Monday, Jul. 03, 1995

SO, WHO'S TO BLAME?

By MARK THOMPSON WASHINGTON

IT SEEMED AS ROUTINE AS PUNCHING UP a favorite station on the car radio--the simple push of a button. But this time it would kill them. Before lifting off from southern Turkey, bound for northern Iraq on April 14 of last year, the pilots of two U.S. Army Black Hawk helicopters activated the "friend-or-foe" system designed to identify them to other U.S. aircraft. They set it to frequency 42. That was the setting prescribed in the top-secret "air-tasking order" they received from the Air Force each day they ventured into the part of Iraq policed by U.S. aircraft.
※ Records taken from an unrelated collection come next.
//! Debugging and logging infrastructure.
//!
//! All output goes to `/tmp/geolens_debug.log` on Unix/macOS, or
//! `%TEMP%\geolens_debug.log` on Windows, keeping stdout clean for the
//! one-shot CLI path.
//!
//! Two producers feed the file:
//!
//! - the `debug_*!` macros, gated by the `DEBUG_LEVEL` environment variable
//!   (0 or unset: off, 1: errors, 2: info, 3: debug, 4: trace);
//! - the `log` facade, routed here by [`init_log_bridge`]. When `RUST_LOG`
//!   is set, `log` records are also mirrored to stderr.

use std::fmt;
use std::fs::OpenOptions;
use std::io::Write;
use std::sync::OnceLock;
use std::time::{SystemTime, UNIX_EPOCH};

use parking_lot::Mutex;

/// Debug level configuration
#[derive(Debug, Clone, Copy, PartialEq, Eq, PartialOrd, Ord)]
pub enum DebugLevel {
    Off = 0,
    Error = 1,
    Info = 2,
    Debug = 3,
    Trace = 4,
}

impl DebugLevel {
    fn from_env() -> Self {
        match std::env::var("DEBUG_LEVEL") {
            Ok(val) => match val.trim().parse::<u8>() {
                Ok(0) => DebugLevel::Off,
                Ok(1) => DebugLevel::Error,
                Ok(2) => DebugLevel::Info,
                Ok(3) => DebugLevel::Debug,
                Ok(4) => DebugLevel::Trace,
                _ => DebugLevel::Off,
            },
            Err(_) => DebugLevel::Off,
        }
    }

    fn label(self) -> &'static str {
        match self {
            DebugLevel::Error => "ERROR",
            DebugLevel::Info => "INFO ",
            DebugLevel::Debug => "DEBUG",
            DebugLevel::Trace => "TRACE",
            DebugLevel::Off => "     ",
        }
    }
}

/// Global debug logger
struct DebugLogger {
    level: DebugLevel,
    file: Option<std::fs::File>,
}

impl DebugLogger {
    fn new() -> Self {
        let level = DebugLevel::from_env();

        #[cfg(unix)]
        let log_path = std::path::PathBuf::from("/tmp/geolens_debug.log");
        #[cfg(windows)]
        let log_path = std::env::temp_dir().join("geolens_debug.log");

        // Silently run file-less if the log file can't be opened; debug
        // output must never break the application.
        let file = OpenOptions::new()
            .write(true)
            .truncate(true)
            .create(true)
            .open(&log_path)
            .ok();

        let mut logger = DebugLogger { level, file };
        logger.write_raw(&format!(
            "{}\ngeolens session started at {} (DEBUG_LEVEL={:?})\n{}\n",
            "=".repeat(80),
            get_timestamp(),
            level,
            "=".repeat(80)
        ));
        logger
    }

    fn write_raw(&mut self, msg: &str) {
        if let Some(ref mut file) = self.file {
            let _ = file.write_all(msg.as_bytes());
            let _ = file.flush();
        }
    }

    fn log(&mut self, level: DebugLevel, category: &str, msg: &str) {
        if level <= self.level {
            self.write_line(level, category, msg);
        }
    }

    fn write_line(&mut self, level: DebugLevel, category: &str, msg: &str) {
        self.write_raw(&format!(
            "[{}] [{}] [{}] {}\n",
            get_timestamp(),
            level.label(),
            category,
            msg
        ));
    }
}

static LOGGER: OnceLock<Mutex<DebugLogger>> = OnceLock::new();

fn get_logger() -> &'static Mutex<DebugLogger> {
    LOGGER.get_or_init(|| Mutex::new(DebugLogger::new()))
}

fn get_timestamp() -> String {
    let now = SystemTime::now()
        .duration_since(UNIX_EPOCH)
        .unwrap_or_default();
    format!("{}.{:06}", now.as_secs(), now.subsec_micros())
}

/// Check if debugging is enabled at given level
pub fn is_enabled(level: DebugLevel) -> bool {
    let logger = get_logger().lock();
    level <= logger.level
}

/// Log a message at specified level
pub fn log(level: DebugLevel, category: &str, msg: &str) {
    let mut logger = get_logger().lock();
    logger.log(level, category, msg);
}

/// Log formatted message
pub fn logf(level: DebugLevel, category: &str, args: fmt::Arguments) {
    if is_enabled(level) {
        log(level, category, &format!("{}", args));
    }
}

// Convenience macros for logging
#[macro_export]
macro_rules! debug_error {
    ($category:expr, $($arg:tt)*) => {
        $crate::debug::logf($crate::debug::DebugLevel::Error, $category, format_args!($($arg)*))
    };
}

#[macro_export]
macro_rules! debug_info {
    ($category:expr, $($arg:tt)*) => {
        $crate::debug::logf($crate::debug::DebugLevel::Info, $category, format_args!($($arg)*))
    };
}

#[macro_export]
macro_rules! debug_log {
    ($category:expr, $($arg:tt)*) => {
        $crate::debug::logf($crate::debug::DebugLevel::Debug, $category, format_args!($($arg)*))
    };
}

#[macro_export]
macro_rules! debug_trace {
    ($category:expr, $($arg:tt)*) => {
        $crate::debug::logf($crate::debug::DebugLevel::Trace, $category, format_args!($($arg)*))
    };
}

/// Bridge routing `log` facade records into the debug log file.
struct LogBridge {
    mirror_stderr: bool,
}

impl LogBridge {
    fn debug_level(level: log::Level) -> DebugLevel {
        match level {
            log::Level::Error => DebugLevel::Error,
            log::Level::Warn | log::Level::Info => DebugLevel::Info,
            log::Level::Debug => DebugLevel::Debug,
            log::Level::Trace => DebugLevel::Trace,
        }
    }
}

impl log::Log for LogBridge {
    fn enabled(&self, metadata: &log::Metadata) -> bool {
        metadata.level() <= log::max_level()
    }

    fn log(&self, record: &log::Record) {
        if !self.enabled(record.metadata()) {
            return;
        }
        let msg = format!("{}", record.args());
        // Bridge records bypass the DEBUG_LEVEL gate: `log::max_level()`
        // already filtered them.
        let mut logger = get_logger().lock();
        logger.write_line(Self::debug_level(record.level()), record.target(), &msg);
        drop(logger);

        if self.mirror_stderr {
            eprintln!("[{}] [{}] {}", record.level(), record.target(), msg);
        }
    }

    fn flush(&self) {}
}

/// Install the `log` → debug-file bridge.
///
/// Level precedence: the CLI `--log-level` flag, then `RUST_LOG`, then
/// `Info`. Mirrors to stderr only when `RUST_LOG` is set, so the GUI path
/// stays quiet by default.
pub fn init_log_bridge(cli_level: Option<log::LevelFilter>) {
    let rust_log = std::env::var("RUST_LOG").ok();
    let level = cli_level
        .or_else(|| rust_log.as_deref().and_then(|v| v.parse().ok()))
        .unwrap_or(log::LevelFilter::Info);

    let bridge = LogBridge {
        mirror_stderr: rust_log.is_some(),
    };
    if log::set_boxed_logger(Box::new(bridge)).is_ok() {
        log::set_max_level(level);
    }
}

#[cfg(test)]
mod tests {
    use super::*;

    #[test]
    fn test_level_ordering() {
        assert!(DebugLevel::Error < DebugLevel::Info);
        assert!(DebugLevel::Info < DebugLevel::Debug);
        assert!(DebugLevel::Debug < DebugLevel::Trace);
        assert!(DebugLevel::Off < DebugLevel::Error);
    }

    #[test]
    fn test_bridge_level_mapping() {
        assert_eq!(
            LogBridge::debug_level(log::Level::Error),
            DebugLevel::Error
        );
        assert_eq!(LogBridge::debug_level(log::Level::Warn), DebugLevel::Info);
        assert_eq!(LogBridge::debug_level(log::Level::Info), DebugLevel::Info);
        assert_eq!(
            LogBridge::debug_level(log::Level::Debug),
            DebugLevel::Debug
        );
        assert_eq!(
            LogBridge::debug_level(log::Level::Trace),
            DebugLevel::Trace
        );
    }
}
//! Shared integration test helpers for geolens.
//!
//! Include this module at the top of each test file that needs it:
//!
//! ```ignore
//! mod common;
//! use common::StubService;
//! ```
//!
//! Note: Rust integration tests use `mod common;` (not `use`) to bring in
//! helpers from `tests/common/mod.rs`. The `#[allow(dead_code)]` attributes
//! suppress warnings when only a subset of helpers are used per file.

#![allow(dead_code)]

use std::io::{Read, Write};
use std::net::TcpListener;
use std::thread::JoinHandle;

/// A loopback HTTP server answering a fixed number of requests with one
/// canned response, for exercising the lookup round-trip without a real
/// service.
pub struct StubService {
    endpoint: String,
    handle: Option<JoinHandle<()>>,
}

impl StubService {
    /// Serve `body` with a `200 OK` status to exactly `requests` requests.
    pub fn json(body: &str, requests: usize) -> Self {
        Self::respond(200, "application/json", body, requests)
    }

    /// Serve an error status with a small plain-text body.
    pub fn failure(status: u16, requests: usize) -> Self {
        Self::respond(status, "text/plain", "lookup failed", requests)
    }

    fn respond(status: u16, content_type: &str, body: &str, requests: usize) -> Self {
        let listener = TcpListener::bind("127.0.0.1:0").expect("Failed to bind stub listener");
        let endpoint = format!("http://{}", listener.local_addr().unwrap());
        let response = format!(
            "HTTP/1.1 {} X\r\nContent-Type: {}\r\nContent-Length: {}\r\nConnection: close\r\n\r\n{}",
            status,
            content_type,
            body.len(),
            body
        );

        let handle = std::thread::spawn(move || {
            for _ in 0..requests {
                let Ok((mut stream, _)) = listener.accept() else {
                    return;
                };
                // Drain the request head before answering.
                let mut buf = [0u8; 4096];
                let _ = stream.read(&mut buf);
                let _ = stream.write_all(response.as_bytes());
            }
        });

        Self {
            endpoint,
            handle: Some(handle),
        }
    }

    /// Base URL of the stub, e.g. `http://127.0.0.1:49152`.
    pub fn endpoint(&self) -> &str {
        &self.endpoint
    }

    /// Wait for the stub to finish serving its request budget.
    pub fn join(mut self) {
        if let Some(handle) = self.handle.take() {
            let _ = handle.join();
        }
    }
}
About an hour later, two U.S. F-15 fighter jets took off from another Turkish base, bound for the same Iraqi "no-fly zone." They too had an air-tasking order, but with a fatal difference: they were told to set their friend-or-foe system to frequency 52. When the fighters, under orders to shoot down any Iraqi aircraft they encountered, saw two helicopters on their radar screens, their sophisticated electronics failed to identify the choppers as "friendly." After a hurried, heart-pounding attempt to confirm their suspicions visually, the fighter pilots fired two missiles that destroyed the two Army Black Hawks and killed all 26 people on board.

This lethal snafu is likely to aggravate charges that the Air Force has tended to distort and cover up information in its investigation of the incident as well as other accidents involving military aircraft. Senior Army pilots flying in Iraq on the day of the shoot-down discovered the coding glitch after they were called as expert witnesses at the court-martial of Air Force Captain Jim Wang. A top officer aboard the AWACS reconnaissance plane coordinating U.S. aircraft in the region, Wang was cleared last week of all charges in connection with the shoot-down. As the Army pilots watched the proceedings unfold, they were stunned to see entered into evidence declassified Air Force documents that showed the Black Hawks were supposed to switch to a second frequency when entering Iraq. "They were flying on the only code they were given," says Army Captain Michael Nye, who flew missions over Iraq for nine months. "They'd still be alive if we'd been given both frequencies by the Air Force."

The official Air Force investigation into the shoot-down declared both helicopters were on the wrong frequency but never explained why. The Army pilots said they had kept to a single frequency until five days after the shoot-down, when a revamped Air Force tasking order finally told them to change to a second frequency when entering Iraq. "I'm furious about it," says Chief Warrant Officer Ken Holden, who spent eight months over Iraq. "The Air Force set the stage for this accident to occur."

Wang's acquittal means that no Air Force officer will face anything but the mildest penalty. "This mishap was not the result of any one individual's actions," Secretary of the Air Force Sheila Widnall says. "The conduct of numerous officers and the system itself contributed."

Some military officers are worried by what they see as a growing and dangerous lack of accountability in the military. "There is less and less risk to careers when you screw up now," says John Shanahan, an ex-vice admiral who is director of the Center for Defense Information. "The guys at the top should be held accountable--somebody has to pay for these things."

Peculiar decisions from the top, however, apparently contributed to last week's whimpering climax. Shortly after the shoot-down, the Air Force granted immunity to Captain Eric Wickson, the F-15 pilot believed by many in the Pentagon to be most responsible for the catastrophe. The Air Force used his testimony against the other F-15 pilot, Lieut. Colonel Randy May. While May was senior in rank, Wickson was the so-called flight lead the day of the shoot-down, making Wickson largely responsible for what occurred. In part because of that prosecutorial decision, 26 charges of negligent homicide against May were dropped. Furthermore, the top officer responsible for the operation in northern Iraq, Brigadier General Jeffrey Pilkington, was never called to testify in the May proceeding. Yet he did testify at Wang's court-martial, where he said the F-15 pilots violated the rules of engagement when they launched missiles at the two Black Hawks after misidentifying them as Iraqi Hind helicopters. (Just how they violated the rules remains classified.)

The Air Force chief of staff announced last week that he is appointing an outside panel to scrutinize how his service investigates accidents. General Ronald Fogleman said the action was sparked by 18 major accidents so far this year and charges by a former top Air Force safety official, reported in Time in May, that Air Force crash probes often are cover-ups done by "incompetents, charlatans and sycophants."

But some things apparently don't change. The Air Force said last week that Wickson will become a full-fledged instructor of fighter fundamentals at Columbus Air Force Base in Mississippi. This does not please Joan Piper, an Air Force wife whose daughter Laura, 25, died on one of the helicopters. Says Piper: "I don't think he should be a role model for the next generation of young pilots."